Закончив осмотр бумаг, оба полковника стали перебирать книги, отыскивая запрещенные. Возвратившийся тем временем подполковник наблюдал, как два унтер-офицера обыскивали комнату: передвигали- мебель, приподнимали ковер, рылись в постели. Два понятых в штатских сюртуках, проявляя чрезмерное любопытство, норовили всюду успеть, они сновали по комнате, то бесцеремонно читая бумаги, лежащие на столе, то услужливо помогая ворошить белье в сундуке. Дворник конфузливо переминался с ноги на ногу у самых дверей.
Не прошло и часа, как все было перевернуто вверх дном, бумаги и книги увязаны в четыре тюка, вещи сложены отдельно. Квартальный надзиратель, во все время обыска безучастно стоявший в сторонке, сел за стол и под диктовку полицеймейстера стал писать.
Наконец процедура была окончена. Оба полковника встали из-за стола и предложили Писареву отправиться с ними.
С такой свитой Писарев ходил впервые: впереди подполковник, квартальный надзиратель, дворник и оба унтер-офицера, рядом с ним — два полковника, а позади — понятые и десяток полицейских и жандармских солдат. Лестница сотрясалась от топота столь многолюдной процессии.
У подъезда ждала карета. Арестованному предложили сесть на заднее сиденье, рядом с ним уселся жандармский полковник, напротив — два других офицера. На козлы вскочил унтер, кучер хлестнул лошадей, и карета понеслась по ночному Васильевскому острову — Средний проспект, Кадетская линия — и через Тучков мост на Петербургскую сторону. Миновав Большую Никольскую и Кронверкский проспект, карета резко свернула направо и въехала в каменную толщу крепостных ворот. Часы Петропавловского собора пробили полночь, когда карета остановилась у белого двухэтажного дома.
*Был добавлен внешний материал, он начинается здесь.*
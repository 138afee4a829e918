//! rust_ssa — singular spectrum analysis with Python bindings.
//!
//! Purpose
//! -------
//! Serve as the crate root for Rust callers and as the PyO3 bridge that
//! exposes the SSA decomposition to Python via the `_rust_ssa` extension
//! module. When the `python-bindings` feature is enabled, this module defines
//! the Python-facing class and submodule used by the `rust_ssa` package.
//!
//! Key behaviors
//! -------------
//! - Re-export the core Rust module (`ssa`) as the public crate surface.
//! - Define the `SSA` `#[pyclass]` wrapper and the `#[pymodule]` initializer
//!   for the `_rust_ssa` Python extension.
//! - Create and register the Python submodule `decomposition` under
//!   `rust_ssa` so that dot-notation imports work as expected.
//!
//! Invariants & assumptions
//! ------------------------
//! - All numerical work happens in [`ssa`]; this file performs only FFI glue,
//!   input conversion, and error mapping.
//! - The Python-visible class mirrors the invariants of
//!   [`SSADecomposition`](ssa::SSADecomposition): it is built fitted and is
//!   never mutated afterwards.
//!
//! Conventions
//! -----------
//! - Python-exposed classes live under `_rust_ssa.<submodule>` and are
//!   typically wrapped by thin pure-Python facades in the top-level
//!   `rust_ssa` package.
//! - Errors from core Rust code travel as [`SSAError`](ssa::SSAError) and are
//!   converted to `ValueError` at the PyO3 boundary.
//!
//! Downstream usage
//! ----------------
//! - Native Rust code should depend on [`ssa`] directly and can ignore the
//!   items guarded by the `python-bindings` feature.
//! - The Python packaging layer imports `_rust_ssa` and re-exports
//!   `rust_ssa.decomposition.SSA`.
//!
//! Testing notes
//! -------------
//! - Core behavior is covered by unit tests in [`ssa`] and by
//!   `tests/integration_ssa_pipeline.rs`.

pub mod ssa;
pub mod utils;

#[cfg(feature = "python-bindings")]
use numpy::{IntoPyArray, PyArray2};

#[cfg(feature = "python-bindings")]
use pyo3::{
    exceptions::PyValueError,
    prelude::*,
    types::{PyAny, PyDict},
};

#[cfg(feature = "python-bindings")]
use crate::{
    ssa::engine::{SSADecomposition, SSAEngine},
    utils::{extract_f64_array, extract_grouping, extract_options},
};

/// SSA — Python-facing wrapper for a fitted SSA decomposition.
///
/// Purpose
/// -------
/// Fit a series on construction and expose the singular spectrum and
/// grouped reconstructions to Python callers.
///
/// Parameters
/// ----------
/// Constructed from Python via
/// `SSA(data, /, window=None, svd_eps=None, svd_max_iter=None, residual_tolerance=None)`:
/// - `data`: `&PyAny`
///   One-dimensional array-like of finite `f64` values, length ≥ 2.
/// - `window`: `Option<usize>`
///   Window length `L`; defaults to `len(data) // 2`.
/// - `svd_eps`, `svd_max_iter`, `residual_tolerance`
///   Optional overrides of the [`SSAOptions`](ssa::SSAOptions) defaults.
///
/// Fields
/// ------
/// - `inner`: [`SSADecomposition`]
///   Fitted state answering every accessor and reconstruction.
///
/// Notes
/// -----
/// - Native Rust code should call [`SSAEngine::fit`] directly.
#[cfg(feature = "python-bindings")]
#[pyclass(module = "rust_ssa.decomposition", frozen)]
pub struct SSA {
    inner: SSADecomposition,
}

#[cfg(feature = "python-bindings")]
#[pymethods]
impl SSA {
    #[new]
    #[pyo3(
        signature = (data, window = None, svd_eps = None, svd_max_iter = None, residual_tolerance = None),
        text_signature = "(data, /, window=None, svd_eps=None, svd_max_iter=None, \
                          residual_tolerance=None)"
    )]
    pub fn new<'py>(
        py: Python<'py>, data: &Bound<'py, PyAny>, window: Option<usize>, svd_eps: Option<f64>,
        svd_max_iter: Option<usize>, residual_tolerance: Option<f64>,
    ) -> PyResult<Self> {
        let options = extract_options(svd_eps, svd_max_iter, residual_tolerance)?;
        let arr = extract_f64_array(py, data)?;
        let series = arr.as_slice().map_err(|_| {
            PyValueError::new_err("data must be a 1-D contiguous float64 array or sequence")
        })?;

        let inner = SSAEngine::new(options).fit(series, window)?;
        Ok(SSA { inner })
    }

    /// Window length L.
    #[getter]
    pub fn window(&self) -> usize {
        self.inner.window()
    }

    /// Lag count K = n − L + 1.
    #[getter]
    pub fn lags(&self) -> usize {
        self.inner.lags()
    }

    /// Number of eigentriples d = min(L, K).
    #[getter]
    pub fn rank(&self) -> usize {
        self.inner.rank()
    }

    #[getter]
    pub fn singular_values(&self) -> Vec<f64> {
        self.inner.singular_values().to_vec()
    }

    #[getter]
    pub fn contributions(&self) -> Vec<f64> {
        self.inner.contributions().to_vec()
    }

    /// Reconstruct one series per group.
    ///
    /// `groups` maps names to eigentriple index lists; `None` returns the
    /// full reconstruction under the key `"reconstruction"`.
    #[pyo3(signature = (groups = None), text_signature = "(self, /, groups=None)")]
    pub fn reconstruct<'py>(
        &self, py: Python<'py>, groups: Option<&Bound<'py, PyDict>>,
    ) -> PyResult<Bound<'py, PyDict>> {
        let grouping = groups.map(extract_grouping).transpose()?;
        let parts = self.inner.reconstruct(grouping.as_ref())?;

        let out = PyDict::new(py);
        for component in parts {
            out.set_item(component.name, component.series.into_pyarray(py))?;
        }
        Ok(out)
    }

    /// d×d w-correlation matrix of the elementary reconstructions.
    pub fn wcorr<'py>(&self, py: Python<'py>) -> Bound<'py, PyArray2<f64>> {
        self.inner.elementary_wcorr().into_pyarray(py)
    }
}

/// _rust_ssa — PyO3 module initializer for the Python extension.
///
/// Creates the `decomposition` submodule, attaches it to `_rust_ssa`, and
/// registers it in `sys.modules` as `rust_ssa.decomposition` so it is
/// importable by dotted path.
///
/// # Errors
/// - `PyErr` if creating the submodule or updating `sys.modules` fails.
#[cfg(feature = "python-bindings")]
#[pymodule]
fn _rust_ssa<'py>(_py: Python<'py>, m: &Bound<'py, PyModule>) -> PyResult<()> {
    let decomposition_mod = PyModule::new(_py, "decomposition")?;
    decomposition(_py, m, &decomposition_mod)?;

    // Manually add the submodule into sys.modules to allow for dot notation.
    _py.import("sys")?.getattr("modules")?.set_item("rust_ssa.decomposition", decomposition_mod)?;
    Ok(())
}

#[cfg(feature = "python-bindings")]
fn decomposition<'py>(
    _py: Python, rust_ssa: &Bound<'py, PyModule>, m: &Bound<'py, PyModule>,
) -> PyResult<()> {
    m.add_class::<SSA>()?;
    rust_ssa.add_submodule(m)?;
    Ok(())
}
В небольшой комнате, куда ввели арестанта, стояло несколько столов, на них горели свечи. В этот час канцелярия была почти пуста, только в углу у дверей дремал на стуле пожилой унтер-офицер, моментально ставший во фрунт, да в раскрытую дверь еще меньшей комнаты виднелась склоненная над ярко освещенным столом фигура. Услышав шум, из-за стола поднялся человек небольшого роста, с седой головой и полицейски-любезным выражением лица, одетый в сюртук с красным воротником, с орденом Станислава на шее. Делопроизводитель что-то сказал унтер-офицеру, и тот исчез. Через несколько минут явился высокий сухой старик в погонах генерал-лейтенанта — комендант крепости. Уединившись с полковником в маленькой комнате, оц что-то говорил низким лающим голосом. Затем все вышли в канцелярию. Делопроизводитель расписался в книге, которую ему протянул полицеймейстер, и три офицера, звякнув шпорами, вышли наружу. А еще через несколько минут арестованный в сопровождении плац-адъютанта и двух солдат брел по крепостным лабиринтам.
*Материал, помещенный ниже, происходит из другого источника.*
//! SSA options — numerical configuration for decomposition and grouping.
//!
//! Purpose
//! -------
//! Collect the numerical knobs of the SSA pipeline in one validated value:
//! the SVD convergence threshold and iteration cap, and the tolerance used
//! to decide whether the implicit residual group carries any signal.
//!
//! Key behaviors
//! -------------
//! - [`SSAOptions::new`] validates every field and returns an
//!   [`SSAError::InvalidOption`] naming the offending knob.
//! - [`SSAOptions::default`] reproduces the settings used by
//!   `nalgebra::DMatrix::svd` (`5·ε`, no iteration cap) and a relative
//!   residual tolerance of `1e-10`.
//!
//! Invariants & assumptions
//! ------------------------
//! - `svd_eps` is finite and strictly positive.
//! - `svd_max_iter == 0` means "iterate until convergence", following the
//!   `nalgebra` convention; any positive value caps the number of QR sweeps.
//! - `residual_tolerance` is finite and non-negative. It is *relative*: the
//!   residual matrix counts as zero when `max |x| ≤ residual_tolerance ·
//!   max |trajectory|`.
//!
//! Downstream usage
//! ----------------
//! - Pass to [`SSAEngine::new`](crate::ssa::engine::SSAEngine::new); every
//!   decomposition produced by that engine carries a copy.
//!
//! Testing notes
//! -------------
//! - Unit tests verify defaults, field preservation, and each rejection.

use crate::ssa::errors::{SSAError, SSAResult};

/// Default relative tolerance below which the residual group is omitted.
pub const DEFAULT_RESIDUAL_TOLERANCE: f64 = 1e-10;

/// Default SVD convergence threshold (matches `nalgebra`'s `svd`).
pub const DEFAULT_SVD_EPS: f64 = 5.0 * f64::EPSILON;

/// SSAOptions — numerical configuration for an SSA engine.
///
/// Fields
/// ------
/// - `svd_eps`: `f64`
///   Convergence threshold handed to `nalgebra`'s bidiagonal QR iteration.
/// - `svd_max_iter`: `usize`
///   Maximum number of QR sweeps; `0` disables the cap.
/// - `residual_tolerance`: `f64`
///   Relative threshold for treating the summed residual matrix as zero.
///
/// Notes
/// -----
/// - Small and `Copy`; engines and decompositions store it by value.
#[derive(Debug, Clone, Copy, PartialEq)]
pub struct SSAOptions {
    pub svd_eps: f64,
    pub svd_max_iter: usize,
    pub residual_tolerance: f64,
}

impl SSAOptions {
    /// Construct validated options.
    ///
    /// # Errors
    /// - [`SSAError::InvalidOption`] if `svd_eps` is not finite and positive.
    /// - [`SSAError::InvalidOption`] if `residual_tolerance` is negative or
    ///   not finite.
    pub fn new(svd_eps: f64, svd_max_iter: usize, residual_tolerance: f64) -> SSAResult<Self> {
        if !svd_eps.is_finite() || svd_eps <= 0.0 {
            return Err(SSAError::InvalidOption {
                name: "svd_eps",
                value: svd_eps,
                reason: "SVD tolerance must be finite and strictly positive.",
            });
        }
        if !residual_tolerance.is_finite() || residual_tolerance < 0.0 {
            return Err(SSAError::InvalidOption {
                name: "residual_tolerance",
                value: residual_tolerance,
                reason: "Residual tolerance must be finite and non-negative.",
            });
        }
        Ok(SSAOptions { svd_eps, svd_max_iter, residual_tolerance })
    }
}

impl Default for SSAOptions {
    fn default() -> Self {
        SSAOptions {
            svd_eps: DEFAULT_SVD_EPS,
            svd_max_iter: 0,
            residual_tolerance: DEFAULT_RESIDUAL_TOLERANCE,
        }
    }
}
Наконец распахнулись какие-то двери, короткий подъем по крутой лестнице, и перед Писаревым открылся длинный коридор, в конце которого виднелось окно в железном переплете. По обе стороны коридора — множество дверей, у каждой из них часовой. Часовые козыряли шедшему впереди плац-адъютанту. Щелкнул замок, одна из дверей растворилась, и плац-адъютант сделал рукой приглашающий жест…
Его Императорскому Величеству
Государю Императору Александру Николаевичу
Писарев принят в С.-Петербургскую крепость и заключен в отдельный каземат Невской куртины.
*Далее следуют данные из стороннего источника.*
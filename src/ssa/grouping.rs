//! ssa::grouping — named eigentriple groups and their resolution.
//!
//! Purpose
//! -------
//! Represent a caller's grouping of eigentriple indices into named
//! components (trend, seasonal, …) as an explicit, ordered type, and resolve
//! it against a concrete decomposition rank into the list of groups to
//! reconstruct, including the implicit residual group.
//!
//! Key behaviors
//! -------------
//! - [`Grouping`] stores `name → BTreeSet<usize>` in insertion order,
//!   rejecting duplicate names and the reserved name [`RESIDUALS`].
//! - [`group`] validates every index against the rank `d` before any
//!   computation, appends a [`RESIDUALS`] group for unclaimed indices when
//!   the caller-supplied predicate reports a non-zero residual sum, and
//!   falls back to a single [`FULL_RECONSTRUCTION`] group when no grouping
//!   is given.
//!
//! Invariants & assumptions
//! ------------------------
//! - Explicit groups may overlap. Several groups can claim the same
//!   eigentriple to build overlapping exploratory views; the grouping is
//!   then not a partition and the group reconstructions no longer add up to
//!   the series. Overlap is reported at `debug` level, never rejected.
//! - Output order is caller insertion order, with [`RESIDUALS`] last.
//! - An empty explicit group is allowed and reconstructs to zeros.
//! - Resolution is pure: the same `(d, grouping)` always resolves to the
//!   same groups.
//!
//! Conventions
//! -----------
//! - Indices refer to eigentriples in descending singular-value order.
//! - The residual predicate receives the (non-empty) residual index set;
//!   the engine implements it by summing those eigentriples and comparing
//!   against its relative tolerance.
//!
//! Testing notes
//! -------------
//! - Unit tests cover the default group, validation failures, overlap,
//!   ordering, and both residual outcomes using stub predicates.
use crate::ssa::errors::{SSAError, SSAResult};
use std::collections::BTreeSet;

/// Name of the implicit group of unclaimed eigentriples.
pub const RESIDUALS: &str = "residuals";

/// Name of the single group produced when no grouping is supplied.
pub const FULL_RECONSTRUCTION: &str = "reconstruction";

/// Grouping — ordered, named sets of eigentriple indices.
///
/// Invariants
/// ----------
/// - Names are unique and never equal to [`RESIDUALS`].
/// - Indices are *not* checked here; they are validated against the rank
///   when the grouping is resolved by [`group`].
///
/// Examples
/// --------
/// ```rust
/// # use rust_ssa::ssa::grouping::Grouping;
/// let grouping = Grouping::new()
///     .with_group("trend", [0, 3])?
///     .with_group("season", [1, 2])?;
/// assert_eq!(grouping.names().collect::<Vec<_>>(), vec!["trend", "season"]);
/// # Ok::<(), rust_ssa::ssa::SSAError>(())
/// ```
#[derive(Debug, Clone, Default, PartialEq)]
pub struct Grouping {
    groups: Vec<(String, BTreeSet<usize>)>,
}

impl Grouping {
    pub fn new() -> Self {
        Grouping::default()
    }

    /// Append a named group.
    ///
    /// # Errors
    /// - [`SSAError::ReservedGroupName`] if `name == "residuals"`.
    /// - [`SSAError::DuplicateGroupName`] if `name` is already present.
    pub fn insert<S, I>(&mut self, name: S, indices: I) -> SSAResult<()>
    where
        S: Into<String>,
        I: IntoIterator<Item = usize>,
    {
        let name = name.into();
        if name == RESIDUALS {
            return Err(SSAError::ReservedGroupName(name));
        }
        if self.get(&name).is_some() {
            return Err(SSAError::DuplicateGroupName(name));
        }
        self.groups.push((name, indices.into_iter().collect()));
        Ok(())
    }

    /// Builder form of [`insert`](Self::insert).
    pub fn with_group<S, I>(mut self, name: S, indices: I) -> SSAResult<Self>
    where
        S: Into<String>,
        I: IntoIterator<Item = usize>,
    {
        self.insert(name, indices)?;
        Ok(self)
    }

    /// Build a grouping from `(name, indices)` pairs, keeping their order.
    pub fn from_pairs<P, S, I>(pairs: P) -> SSAResult<Self>
    where
        P: IntoIterator<Item = (S, I)>,
        S: Into<String>,
        I: IntoIterator<Item = usize>,
    {
        let mut grouping = Grouping::new();
        for (name, indices) in pairs {
            grouping.insert(name, indices)?;
        }
        Ok(grouping)
    }

    pub fn len(&self) -> usize {
        self.groups.len()
    }

    pub fn is_empty(&self) -> bool {
        self.groups.is_empty()
    }

    pub fn get(&self, name: &str) -> Option<&BTreeSet<usize>> {
        self.groups.iter().find(|(n, _)| n == name).map(|(_, idx)| idx)
    }

    pub fn names(&self) -> impl Iterator<Item = &str> {
        self.groups.iter().map(|(n, _)| n.as_str())
    }

    pub fn iter(&self) -> impl Iterator<Item = (&str, &BTreeSet<usize>)> {
        self.groups.iter().map(|(n, idx)| (n.as_str(), idx))
    }

    /// Union of all explicit index sets.
    pub fn claimed(&self) -> BTreeSet<usize> {
        self.groups.iter().flat_map(|(_, idx)| idx.iter().copied()).collect()
    }

    /// `true` when at least one index belongs to two or more groups.
    pub fn has_overlap(&self) -> bool {
        let total: usize = self.groups.iter().map(|(_, idx)| idx.len()).sum();
        total != self.claimed().len()
    }

    /// Check every index against the decomposition rank `d`.
    ///
    /// # Errors
    /// - [`SSAError::InvalidGroup`] for the first group (in insertion order)
    ///   holding an index `≥ rank`, reporting its largest offending index.
    pub fn validate(&self, rank: usize) -> SSAResult<()> {
        for (name, indices) in &self.groups {
            if let Some(&index) = indices.last() {
                if index >= rank {
                    return Err(SSAError::InvalidGroup { name: name.clone(), index, rank });
                }
            }
        }
        Ok(())
    }
}

/// How a resolved group came about.
#[derive(Debug, Clone, Copy, PartialEq, Eq)]
pub enum GroupKind {
    /// The single all-indices group used when no grouping is supplied.
    Full,
    /// A caller-named group.
    Explicit,
    /// Indices claimed by no explicit group.
    Residual,
}

/// A group ready for reconstruction.
#[derive(Debug, Clone, PartialEq)]
pub struct ResolvedGroup {
    pub name: String,
    pub indices: BTreeSet<usize>,
    pub kind: GroupKind,
}

/// group — resolve an optional grouping against rank `d`.
///
/// Parameters
/// ----------
/// - `rank`: `usize`
///   Number of eigentriples `d`.
/// - `groups`: `Option<&Grouping>`
///   Caller grouping. `None` yields one [`FULL_RECONSTRUCTION`] group over
///   `0..d`.
/// - `residual_is_nonzero`: `FnMut(&BTreeSet<usize>) -> bool`
///   Decides whether the summed residual eigentriples differ from zero.
///   Only called when some index is unclaimed.
///
/// Returns
/// -------
/// `SSAResult<Vec<ResolvedGroup>>`
///   Explicit groups in insertion order, then [`RESIDUALS`] if retained.
///
/// Errors
/// ------
/// - `SSAError::InvalidGroup` if any explicit index is `≥ d`. Raised before
///   the residual predicate runs, so no work is done on invalid input.
pub fn group<F>(
    rank: usize, groups: Option<&Grouping>, mut residual_is_nonzero: F,
) -> SSAResult<Vec<ResolvedGroup>>
where
    F: FnMut(&BTreeSet<usize>) -> bool,
{
    let Some(grouping) = groups else {
        return Ok(vec![ResolvedGroup {
            name: FULL_RECONSTRUCTION.to_string(),
            indices: (0..rank).collect(),
            kind: GroupKind::Full,
        }]);
    };

    grouping.validate(rank)?;
    if grouping.has_overlap() {
        tracing::debug!(
            groups = ?grouping.names().collect::<Vec<_>>(),
            "explicit eigentriple groups overlap"
        );
    }

    let mut resolved: Vec<ResolvedGroup> = grouping
        .iter()
        .map(|(name, indices)| ResolvedGroup {
            name: name.to_string(),
            indices: indices.clone(),
            kind: GroupKind::Explicit,
        })
        .collect();

    let claimed = grouping.claimed();
    let residual: BTreeSet<usize> = (0..rank).filter(|i| !claimed.contains(i)).collect();
    if !residual.is_empty() && residual_is_nonzero(&residual) {
        resolved.push(ResolvedGroup {
            name: RESIDUALS.to_string(),
            indices: residual,
            kind: GroupKind::Residual,
        });
    } else {
        tracing::trace!(unclaimed = residual.len(), "residual group omitted");
    }

    Ok(resolved)
}
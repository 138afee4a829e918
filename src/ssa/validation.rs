//! ssa::validation — shared input guards for the SSA pipeline.
//!
//! Purpose
//! -------
//! Centralize the checks on series length, finiteness, and window length
//! so that embedding and fitting reject malformed inputs in one consistent
//! way before any matrix is allocated.
//!
//! Key behaviors
//! -------------
//! - [`validate_series`] enforces `n ≥ 2` and finiteness of every value.
//! - [`resolve_window`] applies the default window `n / 2` and enforces
//!   `1 ≤ window ≤ n`.
//!
//! Invariants & assumptions
//! ------------------------
//! - Index semantics (monotone, evenly spaced timestamps) are the caller's
//!   concern; the series is taken to be positional.
//! - Both helpers are pure and never panic.
//!
//! Testing notes
//! -------------
//! - Unit tests cover every error branch and the default-window rule.

use crate::ssa::errors::{SSAError, SSAResult};

/// Validate that a series can be embedded.
///
/// Errors
/// ------
/// - `SSAError::InsufficientData` when `data.len() < 2`.
/// - `SSAError::InvalidData(value)` for the first NaN or ±∞ entry.
pub fn validate_series(data: &[f64]) -> SSAResult<()> {
    if data.len() < 2 {
        return Err(SSAError::InsufficientData { n: data.len() });
    }

    for &value in data {
        if !value.is_finite() {
            return Err(SSAError::InvalidData(value));
        }
    }

    Ok(())
}

/// Resolve the window length for a series of length `n`.
///
/// Parameters
/// ----------
/// - `n`: `usize`
///   Series length. Must be at least 2.
/// - `window`: `Option<usize>`
///   Requested window length `L`. `None` selects `n / 2` (integer
///   division), which is at least 1 whenever `n ≥ 2`.
///
/// Returns
/// -------
/// `SSAResult<usize>`
///   The window length to embed with.
///
/// Errors
/// ------
/// - `SSAError::InsufficientData` when `n < 2`.
/// - `SSAError::InvalidWindow` when the requested window is 0 or exceeds `n`.
///
/// Examples
/// --------
/// ```rust
/// # use rust_ssa::ssa::validation::resolve_window;
/// assert_eq!(resolve_window(10, None).unwrap(), 5);
/// assert_eq!(resolve_window(10, Some(3)).unwrap(), 3);
/// assert!(resolve_window(5, Some(6)).is_err());
/// ```
pub fn resolve_window(n: usize, window: Option<usize>) -> SSAResult<usize> {
    if n < 2 {
        return Err(SSAError::InsufficientData { n });
    }
    let window = window.unwrap_or(n / 2);
    if window == 0 || window > n {
        return Err(SSAError::InvalidWindow { window, n });
    }
    Ok(window)
}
Комендант С.-Петербургской крепости
Генерал-лейтенант А. Ф. Сорокин
3 июля 1862 г.
Рапорты аналогичного содержания были направлены в тот же день военному министру, Санкт-петербургскому военному генерал-губернатору и управляющему III отделением Собственной Его Императорского Величества канцелярии. На рапорте, адресованном царю, рукою шефа жандармов князя Долгорукова помета: «Доложено Его Имп. Велич. 4 июля».